- Born: Maurice Lewis Van Vliet August 3, 1913 Bellingham, Washington
- Died: April 4, 2001 (aged 87)

= Maury Van Vliet =

Maurice Lewis (Maury) Van Vliet, (August 3, 1913 - April 4, 2001) was a USA-born Canadian academic who taught physical education and fitness.

Born in Bellingham, Washington, the son of Frank D. and Nellie (Booker) Van Vliet, he was raised in Monrovia, California. He played baseball and football at the University of Oregon where he received a B.Sc. in 1935. He received a Master of Science from the University of Oregon in 1940 and a Doctor of Education from the University of California, Los Angeles in 1951.

He declined an offer from the New York Yankees in order to accept the newly created position of physical education director at the University of British Columbia and started in 1935. He was a coach of the Varsity basketball, football, track, boxing, and wrestling teams.

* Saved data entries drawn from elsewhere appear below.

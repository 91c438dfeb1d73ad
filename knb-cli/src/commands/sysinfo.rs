//! `kubenetbench sysinfo` command

use super::{connect_cluster, open_session};
use crate::signal::cancel_on_signal;
use crate::GlobalArgs;
use anyhow::{Context, Result};
use knb_core::{monitors_for, SysInfoCollector};
use std::sync::Arc;
use tokio_util::sync::CancellationToken;

/// Retrieve `<node>.sysinfo` from every node's monitor.
///
/// Fails if any node could not be served after its retries.
pub async fn sysinfo(global: &GlobalArgs) -> Result<()> {
    let session = Arc::new(open_session(global)?);
    let cluster = connect_cluster(&session).await?;
    let monitors = monitors_for(&session, cluster.clone());
    let collector = SysInfoCollector::new(session.clone(), cluster, monitors);

    let token = CancellationToken::new();
    let _signal = cancel_on_signal(token.clone());
    collector
        .get_sysinfo_all(&token)
        .await
        .with_context(|| "System information retrieval failed")?;

    println!("System information written to {}", session.dir().display());
    Ok(())
}
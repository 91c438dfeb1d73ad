//! Error types for kubenetbench.
//!
//! All errors use `thiserror` for ergonomic error handling and proper error chains.

use std::fmt;
use std::path::PathBuf;
use thiserror::Error;

/// Result type alias for kubenetbench operations.
pub type Result<T> = std::result::Result<T, KnbError>;

/// Main error type for kubenetbench.
#[derive(Error, Debug)]
pub enum KnbError {
    // Monitor errors
    #[error("Failed to obtain monitor address of node {node}: {reason}")]
    Resolution { node: String, reason: String },

    #[error("Failed to connect to monitor {endpoint}: {source}")]
    Connect {
        endpoint: String,
        #[source]
        source: tonic::transport::Error,
    },

    #[error("{call} on monitor {node} failed: {source}")]
    RemoteCall {
        node: String,
        call: &'static str,
        #[source]
        source: tonic::Status,
    },

    #[error("Writing data to {path:?} failed: {source}")]
    Transfer {
        path: PathBuf,
        #[source]
        source: TransferCause,
    },

    #[error("{operation} on {node} failed after {attempts} attempts (last error: {source})")]
    RetryExhausted {
        operation: String,
        node: String,
        attempts: u32,
        #[source]
        source: Box<KnbError>,
    },

    #[error("{operation} failed on {} node(s):{}", .failures.len(), NodeFailure::list(.failures))]
    NodesFailed { operation: String, failures: Vec<NodeFailure> },

    #[error("Operation cancelled")]
    Cancelled,

    // Cluster errors
    #[error("Cluster query failed: {0}")]
    Cluster(String),

    // Session errors
    #[error("Session error: {reason}")]
    Session { reason: String },

    // Configuration errors
    #[error("Invalid configuration: {reason}")]
    InvalidConfig { reason: String },

    #[error("Failed to render manifest: {0}")]
    Manifest(#[from] serde_yaml::Error),

    // File system errors
    #[error("I/O error at {path:?}: {source}")]
    IoError {
        path: PathBuf,
        #[source]
        source: std::io::Error,
    },

    #[error(transparent)]
    Other(#[from] anyhow::Error),
}

impl KnbError {
    /// Create a resolution error for a node.
    pub fn resolution(node: &str, reason: impl fmt::Display) -> Self {
        Self::Resolution { node: node.to_string(), reason: reason.to_string() }
    }
}

impl From<kube::Error> for KnbError {
    fn from(err: kube::Error) -> Self {
        Self::Cluster(err.to_string())
    }
}

/// Underlying cause of a failed stream transfer.
#[derive(Error, Debug)]
pub enum TransferCause {
    #[error("io error: {0}")]
    Receive(#[from] tonic::Status),

    #[error("{0}")]
    Write(#[from] std::io::Error),
}

/// A failure recorded for a single node during a fan-out.
#[derive(Debug)]
pub struct NodeFailure {
    pub node: String,
    pub error: KnbError,
}

impl NodeFailure {
    fn list(failures: &[NodeFailure]) -> String {
        failures.iter().map(|f| format!("\n  {}: {}", f.node, f.error)).collect()
    }
}

impl fmt::Display for NodeFailure {
    fn fmt(&self, f: &mut fmt::Formatter<'_>) -> fmt::Result {
        write!(f, "{}: {}", self.node, self.error)
    }
}
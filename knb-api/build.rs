// Code generation for the monitor gRPC protocol

fn main() -> Result<(), Box<dyn std::error::Error>> {
    tonic_build::configure()
        .build_server(true)
        .build_client(true)
        .compile(&["proto/monitor.proto"], &["proto"])?;
    Ok(())
}
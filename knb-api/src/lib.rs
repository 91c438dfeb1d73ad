//! kubenetbench monitor gRPC API
//!
//! This crate defines the protocol between the benchmark controller and the
//! per-node monitor agents. The protobuf definitions are in `proto/monitor.proto`
//! and code-generated via `tonic-build`.
//!
//! The server half is generated as well so that tests can stand up in-process
//! monitors.

pub mod monitor {
    tonic::include_proto!("api");
}
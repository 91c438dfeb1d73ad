//! Benchmark sessions.
//!
//! A session is a directory holding everything produced for one benchmark
//! campaign: the session log, generated manifests, per-node system
//! information and one sub-directory per collection run.
//!
//! ```text
//! <base>/<id>/
//!   config.json           optional overrides
//!   session.log
//!   monitor.yaml
//!   <node>.sysinfo
//!   <run-id>/perf-<node>.tar.bz2
//! ```

use crate::config::Config;
use crate::error::{KnbError, Result};
use crate::resolver::Connectivity;
use k8s_openapi::api::apps::v1::{DaemonSet, DaemonSetSpec};
use k8s_openapi::api::core::v1::{
    Capabilities, Container, ContainerPort, HostPathVolumeSource, PodSpec, PodTemplateSpec,
    SecurityContext, Toleration, Volume, VolumeMount,
};
use k8s_openapi::apimachinery::pkg::apis::meta::v1::{LabelSelector, ObjectMeta};
use std::collections::BTreeMap;
use std::fs::{File, OpenOptions};
use std::path::{Path, PathBuf};
use tracing::info;

const MONITOR_NAME: &str = "knb-monitor";
const MONITOR_IMAGE: &str = "docker.io/cilium/kubenetbench-monitor";

/// Process-wide context of a benchmark session. Read-only once created.
#[derive(Debug, Clone)]
pub struct Session {
    id: String,
    dir: PathBuf,
    connectivity: Connectivity,
    config: Config,
}

impl Session {
    /// Create a new session directory under `base_dir`.
    ///
    /// An empty `id` gets a generated one. The id must be usable as a
    /// Kubernetes label value. Fails if the directory exists.
    pub fn init(id: &str, base_dir: &Path) -> Result<Self> {
        let id = if id.is_empty() { generate_id() } else { id.to_string() };
        validate_id(&id)?;
        let dir = base_dir.join(&id);
        if dir.exists() {
            return Err(KnbError::Session {
                reason: format!("session directory {:?} already exists", dir),
            });
        }
        std::fs::create_dir_all(&dir)
            .map_err(|e| KnbError::IoError { path: dir.clone(), source: e })?;
        info!("Initialized session {} at {:?}", id, dir);

        Ok(Self { id, dir, connectivity: Connectivity::Direct, config: Config::default() })
    }

    /// Open an existing session directory and load its configuration.
    pub fn open(id: &str, base_dir: &Path) -> Result<Self> {
        if id.is_empty() {
            return Err(KnbError::Session { reason: "session id is required".to_string() });
        }
        validate_id(id)?;
        let dir = base_dir.join(id);
        if !dir.is_dir() {
            return Err(KnbError::Session {
                reason: format!("session directory {:?} does not exist (run `init` first)", dir),
            });
        }
        let config = Config::load(&dir)?;

        Ok(Self { id: id.to_string(), dir, connectivity: Connectivity::Direct, config })
    }

    /// Reach monitors through the given connectivity mode.
    pub fn with_connectivity(mut self, connectivity: Connectivity) -> Self {
        self.connectivity = connectivity;
        self
    }

    pub fn id(&self) -> &str {
        &self.id
    }

    pub fn dir(&self) -> &Path {
        &self.dir
    }

    pub fn connectivity(&self) -> Connectivity {
        self.connectivity
    }

    pub fn config(&self) -> &Config {
        &self.config
    }

    /// The label tagging the session's pods, joined with `sep`.
    pub fn label(&self, sep: &str) -> String {
        format!("{}{}{}", self.config.session_label_key, sep, self.id)
    }

    /// Label selector matching every pod of the session, monitors included.
    pub fn selector(&self) -> String {
        self.label("=")
    }

    /// Label selector matching the session's workload pods.
    ///
    /// The monitor DaemonSet carries the session label too; its pods are
    /// excluded so that only nodes running benchmark pods are selected.
    pub fn workload_selector(&self) -> String {
        match self.config.monitor_label() {
            Some((key, value)) => format!("{},{}!={}", self.selector(), key, value),
            None => self.selector(),
        }
    }

    /// Open the session log for appending.
    pub fn open_log(&self) -> Result<File> {
        let path = self.dir.join("session.log");
        OpenOptions::new()
            .create(true)
            .append(true)
            .open(&path)
            .map_err(|e| KnbError::IoError { path, source: e })
    }

    /// Directory of a collection run, created if needed.
    ///
    /// The run id must be a single, non-empty path component.
    pub fn run_dir(&self, run_id: &str) -> Result<PathBuf> {
        if run_id.is_empty()
            || run_id == "."
            || run_id == ".."
            || run_id.contains(['/', '\\'])
        {
            return Err(KnbError::Session { reason: format!("invalid run id '{}'", run_id) });
        }
        let dir = self.dir.join(run_id);
        std::fs::create_dir_all(&dir)
            .map_err(|e| KnbError::IoError { path: dir.clone(), source: e })?;
        Ok(dir)
    }

    /// Where the system information of `node` is written.
    pub fn sysinfo_path(&self, node: &str) -> PathBuf {
        self.dir.join(format!("{}.sysinfo", node))
    }

    /// The monitor DaemonSet: one privileged, host-networked monitor per node,
    /// labelled with the session label and the monitor label.
    pub fn monitor_daemonset(&self) -> Result<DaemonSet> {
        let (role_key, role_value) =
            self.config.monitor_label().ok_or_else(|| KnbError::InvalidConfig {
                reason: format!("invalid monitor_selector '{}'", self.config.monitor_selector),
            })?;
        let labels = BTreeMap::from([
            (self.config.session_label_key.clone(), self.id.clone()),
            (role_key.to_string(), role_value.to_string()),
        ]);
        let port = i32::from(self.config.monitor_port);

        let container = Container {
            name: "kubenetbench-monitor".to_string(),
            image: Some(MONITOR_IMAGE.to_string()),
            security_context: Some(SecurityContext {
                privileged: Some(true),
                capabilities: Some(Capabilities {
                    add: Some(vec!["SYS_ADMIN".to_string()]),
                    ..Default::default()
                }),
                ..Default::default()
            }),
            ports: Some(vec![ContainerPort {
                container_port: port,
                host_port: Some(port),
                ..Default::default()
            }]),
            volume_mounts: Some(vec![VolumeMount {
                name: "host".to_string(),
                mount_path: "/host".to_string(),
                read_only: Some(true),
                ..Default::default()
            }]),
            ..Default::default()
        };

        let pod_spec = PodSpec {
            tolerations: Some(vec![Toleration {
                operator: Some("Exists".to_string()),
                ..Default::default()
            }]),
            host_network: Some(true),
            host_pid: Some(true),
            host_ipc: Some(true),
            containers: vec![container],
            volumes: Some(vec![Volume {
                name: "host".to_string(),
                host_path: Some(HostPathVolumeSource {
                    path: "/".to_string(),
                    ..Default::default()
                }),
                ..Default::default()
            }]),
            ..Default::default()
        };

        Ok(DaemonSet {
            metadata: ObjectMeta {
                name: Some(MONITOR_NAME.to_string()),
                labels: Some(labels.clone()),
                ..Default::default()
            },
            spec: Some(DaemonSetSpec {
                selector: LabelSelector {
                    match_labels: Some(labels.clone()),
                    ..Default::default()
                },
                template: PodTemplateSpec {
                    metadata: Some(ObjectMeta { labels: Some(labels), ..Default::default() }),
                    spec: Some(pod_spec),
                },
                ..Default::default()
            }),
            ..Default::default()
        })
    }

    /// Write the monitor DaemonSet manifest into the session directory.
    pub fn gen_monitor_yaml(&self) -> Result<PathBuf> {
        let path = self.dir.join("monitor.yaml");
        info!("Generating {:?}", path);

        let yaml = serde_yaml::to_string(&self.monitor_daemonset()?)?;
        std::fs::write(&path, yaml)
            .map_err(|e| KnbError::IoError { path: path.clone(), source: e })?;
        Ok(path)
    }
}

/// Where the collection archive of `node` is written inside a run directory.
pub fn perf_archive_path(run_dir: &Path, node: &str) -> PathBuf {
    run_dir.join(format!("perf-{}.tar.bz2", node))
}

fn generate_id() -> String {
    let uuid = uuid::Uuid::new_v4().simple().to_string();
    uuid[..8].to_string()
}

/// Session ids end up as label values: at most 63 characters, alphanumeric
/// at both ends, `-`, `_` and `.` allowed in between.
fn validate_id(id: &str) -> Result<()> {
    let bytes = id.as_bytes();
    let valid = !bytes.is_empty()
        && bytes.len() <= 63
        && bytes[0].is_ascii_alphanumeric()
        && bytes[bytes.len() - 1].is_ascii_alphanumeric()
        && bytes.iter().all(|b| b.is_ascii_alphanumeric() || matches!(b, b'-' | b'_' | b'.'));
    if valid {
        Ok(())
    } else {
        Err(KnbError::Session {
            reason: format!("session id '{}' is not a valid Kubernetes label value", id),
        })
    }
}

In 1945, he moved to Edmonton, Alberta to become a professor. He was Head (1945 to 1954), Director (1954 to 1964), and Dean (1964 to 1975) of the Faculty of Physical Education and Recreation at the University of Alberta. He was the president and CEO of the organizing committee of the 1978 Commonwealth Games.

==Honours==
- In 1978, he was made an Officer of the Order of Canada.
- In 1993, he was inducted into the University of British Columbia's Sports Hall of Fame.
- In 1997, he was inducted into Canada's Sports Hall of Fame.
- He received honorary degrees from the University of Western Ontario (1973), University of Windsor (1978), University of Alberta (1979), Dalhousie University (1979), Queen's University (1980), and University of Victoria (1982).